No sense of the merely dutiful constrains Making Darkness Light ... Moshenska takes as his chapter headings significant dates in the poet’s life, along with titles of his poems and phrases from his verse. They structure Moshenska’s account, which unfolds as a series of set pieces or freeze frames ... Bridging Milton’s double trajectory—as both a poet and a political and religious thinker—is one of the challenges a biographer must address. Moshenska does so in two ways. His first and less successful strategy, initiated in his introduction, is to pursue the idea that poor sight could have encouraged his subject to see through or beyond the quotidian ... More interesting is the way he brings both aspects of his subject’s life together under the rubric of writing ... several fictional passages...replace close readings of supporting evidence—from correspondence to household bills—as to what kind of man Milton may have been, and serve only to make us feel that the book is not so much a distillation of research as a self-portrait of the don as creative writer ... Making Darkness Light chooses the ground it highlights, and comes alive in its alert close readings. However, Moshenska’s use of fictional elements in his discussion of Milton’s life is less effective ... literary biography should be based on a scrupulous, trustworthy close reading of evidence both literary and biographical.

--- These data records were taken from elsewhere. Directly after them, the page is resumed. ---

//! Session lifecycle — login, two-factor verification, refresh rotation,
//! logout, and registration.

use std::sync::Arc;

use chrono::Utc;
use uuid::Uuid;

use tracing::{info, warn};

use corehr_auth::password::{PasswordHasher, PasswordValidator};
use corehr_auth::token::TokenService;
use corehr_auth::twofactor::TwoFactorService;
use corehr_core::error::AppError;
use corehr_core::traits::CredentialStore;
use corehr_entity::token::RefreshToken;
use corehr_entity::user::{NewUser, User, UserRole, UserUpdate};

/// A freshly issued access/refresh token pair.
#[derive(Debug, Clone, serde::Serialize, serde::Deserialize)]
pub struct TokenPair {
    /// Short-lived access token.
    pub access_token: String,
    /// Long-lived, single-use refresh token.
    pub refresh_token: String,
    /// Access token expiration timestamp.
    pub access_expires_at: chrono::DateTime<Utc>,
    /// Refresh token expiration timestamp.
    pub refresh_expires_at: chrono::DateTime<Utc>,
}

/// Result of a successful password check at login.
///
/// When the account has two-factor enabled, `tokens` is `None`: no
/// credentials are issued until the second factor has been verified.
#[derive(Debug, Clone)]
pub struct LoginOutcome {
    /// The authenticated user.
    pub user: User,
    /// Issued tokens, absent while a second factor is pending.
    pub tokens: Option<TokenPair>,
    /// Whether the client must complete two-factor verification.
    pub requires_two_factor: bool,
}

/// Result of a two-factor verification attempt.
#[derive(Debug, Clone)]
pub struct TwoFactorVerifyOutcome {
    /// Whether the presented code matched.
    pub verified: bool,
    /// Session tokens, present only when verification succeeded.
    pub tokens: Option<TokenPair>,
}

/// Orchestrates the session lifecycle against the credential store.
pub struct AuthService {
    store: Arc<dyn CredentialStore>,
    tokens: Arc<TokenService>,
    hasher: Arc<PasswordHasher>,
    validator: PasswordValidator,
    two_factor: Arc<TwoFactorService>,
}

impl std::fmt::Debug for AuthService {
    fn fmt(&self, f: &mut std::fmt::Formatter<'_>) -> std::fmt::Result {
        f.debug_struct("AuthService").finish()
    }
}

impl AuthService {
    /// Creates a new auth service with all required collaborators.
    pub fn new(
        store: Arc<dyn CredentialStore>,
        tokens: Arc<TokenService>,
        hasher: Arc<PasswordHasher>,
        validator: PasswordValidator,
        two_factor: Arc<TwoFactorService>,
    ) -> Self {
        Self {
            store,
            tokens,
            hasher,
            validator,
            two_factor,
        }
    }

    /// Authenticates an email/password pair.
    ///
    /// Unknown email and wrong password fail with the same error kind and
    /// message so responses carry no account-existence oracle. Accounts
    /// with two-factor enabled get no tokens here; the session is issued
    /// by [`verify_two_factor`](Self::verify_two_factor).
    pub async fn login(&self, email: &str, password: &str) -> Result<LoginOutcome, AppError> {
        let user = match self.store.find_by_email(email).await? {
            Some(user) => user,
            None => {
                info!("Login attempt for unknown email");
                return Err(AppError::authentication("Invalid credentials"));
            }
        };

        if !user.can_login() {
            info!(user_id = %user.id, "Login attempt on inactive account");
            return Err(AppError::authentication(
                "Account is inactive. Contact an administrator",
            ));
        }

        if !self.hasher.compare(password, &user.password_hash)? {
            info!(user_id = %user.id, "Login attempt with invalid password");
            return Err(AppError::authentication("Invalid credentials"));
        }

        if user.two_factor_enabled {
            info!(user_id = %user.id, "Login pending second factor");
            return Ok(LoginOutcome {
                user,
                tokens: None,
                requires_two_factor: true,
            });
        }

        let tokens = self.issue_session(&user).await?;
        self.touch_last_login(user.id).await;

        info!(user_id = %user.id, "Login successful");
        Ok(LoginOutcome {
            user,
            tokens: Some(tokens),
            requires_two_factor: false,
        })
    }

    /// Verifies a TOTP code and, on success, issues the session withheld
    /// at login.
    pub async fn verify_two_factor(
        &self,
        user_id: Uuid,
        code: &str,
    ) -> Result<TwoFactorVerifyOutcome, AppError> {
        let user = self
            .store
            .find_by_id(user_id)
            .await?
            .ok_or_else(|| AppError::not_found("User not found"))?;

        if !user.can_login() {
            return Err(AppError::authentication(
                "Account is inactive. Contact an administrator",
            ));
        }

        if !self.two_factor.verify(user_id, code).await? {
            return Ok(TwoFactorVerifyOutcome {
                verified: false,
                tokens: None,
            });
        }

        let tokens = self.issue_session(&user).await?;
        self.touch_last_login(user.id).await;

        info!(user_id = %user.id, "Two-factor verification successful");
        Ok(TwoFactorVerifyOutcome {
            verified: true,
            tokens: Some(tokens),
        })
    }

    /// Exchanges a refresh token for a fresh access/refresh pair.
    ///
    /// Rotation is single-use: the presented token's record is atomically
    /// replaced, and presenting a token with no record — never issued or
    /// already consumed — is treated as reuse. On reuse, every stored
    /// refresh token for the user is revoked, ending all of their
    /// sessions.
    pub async fn refresh(&self, refresh_token: &str) -> Result<TokenPair, AppError> {
        let claims = self.tokens.verify_refresh_token(refresh_token).map_err(|e| {
            warn!(error = %e, "Refresh token rejected");
            AppError::authentication("Invalid or expired refresh token")
        })?;

        let record = match self.store.find_by_refresh_token(refresh_token).await? {
            Some(record) => record,
            None => return Err(self.handle_refresh_reuse(claims.sub).await),
        };

        if record.is_expired() {
            self.store.invalidate_refresh_token(refresh_token).await?;
            return Err(AppError::authentication("Invalid or expired refresh token"));
        }

        let user = self
            .store
            .find_by_id(record.user_id)
            .await?
            .ok_or_else(|| AppError::authentication("Invalid or expired refresh token"))?;

        if !user.can_login() {
            warn!(user_id = %user.id, "Refresh attempt on inactive account");
            return Err(AppError::authentication(
                "Account is inactive. Contact an administrator",
            ));
        }

        let issued = self.tokens.issue_refresh_token(user.id)?;
        let new_record = RefreshToken {
            token: issued.token.clone(),
            user_id: user.id,
            expires_at: issued.expires_at,
            created_at: Utc::now(),
        };

        match self
            .store
            .rotate_refresh_token(refresh_token, &new_record)
            .await
        {
            Ok(()) => {}
            Err(e) if e.kind == corehr_core::error::ErrorKind::NotFound => {
                // Lost the race to a concurrent rotation of the same token.
                return Err(self.handle_refresh_reuse(claims.sub).await);
            }
            Err(e) => return Err(e),
        }

        let (access_token, access_expires_at) = self.tokens.issue_access_token(&user)?;

        info!(user_id = %user.id, "Refresh token rotated");
        Ok(TokenPair {
            access_token,
            refresh_token: issued.token,
            access_expires_at,
            refresh_expires_at: issued.expires_at,
        })
    }

    /// Ends the session holding the given refresh token. Unknown tokens
    /// are ignored so logout is idempotent.
    pub async fn logout(&self, refresh_token: &str) -> Result<(), AppError> {
        self.store.invalidate_refresh_token(refresh_token).await?;
        info!("Logout completed");
        Ok(())
    }

    /// Registers a new account with the default EMPLOYEE role and issues
    /// its first session.
    pub async fn register(
        &self,
        name: &str,
        email: &str,
        password: &str,
    ) -> Result<(User, TokenPair), AppError> {
        if !is_valid_email(email) {
            return Err(AppError::validation("Invalid email format"));
        }
        self.validator.validate(password)?;

        if self.store.find_by_email(email).await?.is_some() {
            warn!("Registration attempt with existing email");
            return Err(AppError::conflict("This email is already in use"));
        }

        let password_hash = self.hasher.hash(password)?;
        let user = self
            .store
            .create(&NewUser {
                name: name.to_string(),
                email: email.to_string(),
                password_hash,
                role: UserRole::Employee,
                is_active: true,
                employee_id: None,
            })
            .await?;

        let tokens = self.issue_session(&user).await?;

        info!(user_id = %user.id, "User registered");
        Ok((user, tokens))
    }

    /// Issues an access/refresh pair and persists the refresh record.
    async fn issue_session(&self, user: &User) -> Result<TokenPair, AppError> {
        let (access_token, access_expires_at) = self.tokens.issue_access_token(user)?;
        let issued = self.tokens.issue_refresh_token(user.id)?;

        self.store
            .save_refresh_token(&RefreshToken {
                token: issued.token.clone(),
                user_id: user.id,
                expires_at: issued.expires_at,
                created_at: Utc::now(),
            })
            .await?;

        Ok(TokenPair {
            access_token,
            refresh_token: issued.token,
            access_expires_at,
            refresh_expires_at: issued.expires_at,
        })
    }

    /// Revokes all of a user's refresh tokens after detected reuse and
    /// returns the uniform authentication error.
    async fn handle_refresh_reuse(&self, user_id: Uuid) -> AppError {
        warn!(user_id = %user_id, "Refresh token reuse detected; revoking all sessions");

        match self.store.invalidate_refresh_tokens_for_user(user_id).await {
            Ok(revoked) if revoked > 0 => {
                warn!(user_id = %user_id, revoked, "Outstanding refresh tokens revoked");
            }
            Ok(_) => {}
            Err(e) => {
                warn!(user_id = %user_id, error = %e, "Failed to revoke refresh tokens");
            }
        }

        AppError::authentication("Invalid or expired refresh token")
    }

    /// Best-effort last-login stamp; failures are logged, never surfaced.
    async fn touch_last_login(&self, user_id: Uuid) {
        let update = UserUpdate {
            last_login_at: Some(Utc::now()),
            ..UserUpdate::default()
        };
        if let Err(e) = self.store.update(user_id, &update).await {
            warn!(user_id = %user_id, error = %e, "Failed to update last login");
        }
    }
}

/// Minimal email shape check: one `@`, non-empty local part, dotted domain,
/// no whitespace.
fn is_valid_email(email: &str) -> bool {
    if email.chars().any(char::is_whitespace) {
        return false;
    }
    match email.split_once('@') {
        Some((local, domain)) => {
            !local.is_empty()
                && !domain.is_empty()
                && domain.contains('.')
                && !domain.starts_with('.')
                && !domain.ends_with('.')
        }
        None => false,
    }
}

#[cfg(test)]
mod tests {
    use super::*;

    #[test]
    fn test_email_shape_check() {
        assert!(is_valid_email("user@corehr.dev"));
        assert!(!is_valid_email("user@corehr"));
        assert!(!is_valid_email("@corehr.dev"));
        assert!(!is_valid_email("user corehr@x.dev"));
        assert!(!is_valid_email("user@.dev"));
    }
}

... unlike any book about Milton I have read. It is often densely erudite, but also richly inventive, and for quite long stretches it is, in effect,a historical novel. It records incidents that might have happened in Milton’s life, but did not, and it adds fictitious details when recording those that did ... The welcome aim of all this invention seems to be to make the book more colourful and attractive to ordinary readers, and perhaps for the same reason Moshenska includes more autobiography than you would expect in a scholarly tome ... avoidance of easy certainties is typical of this subtle, challenging book.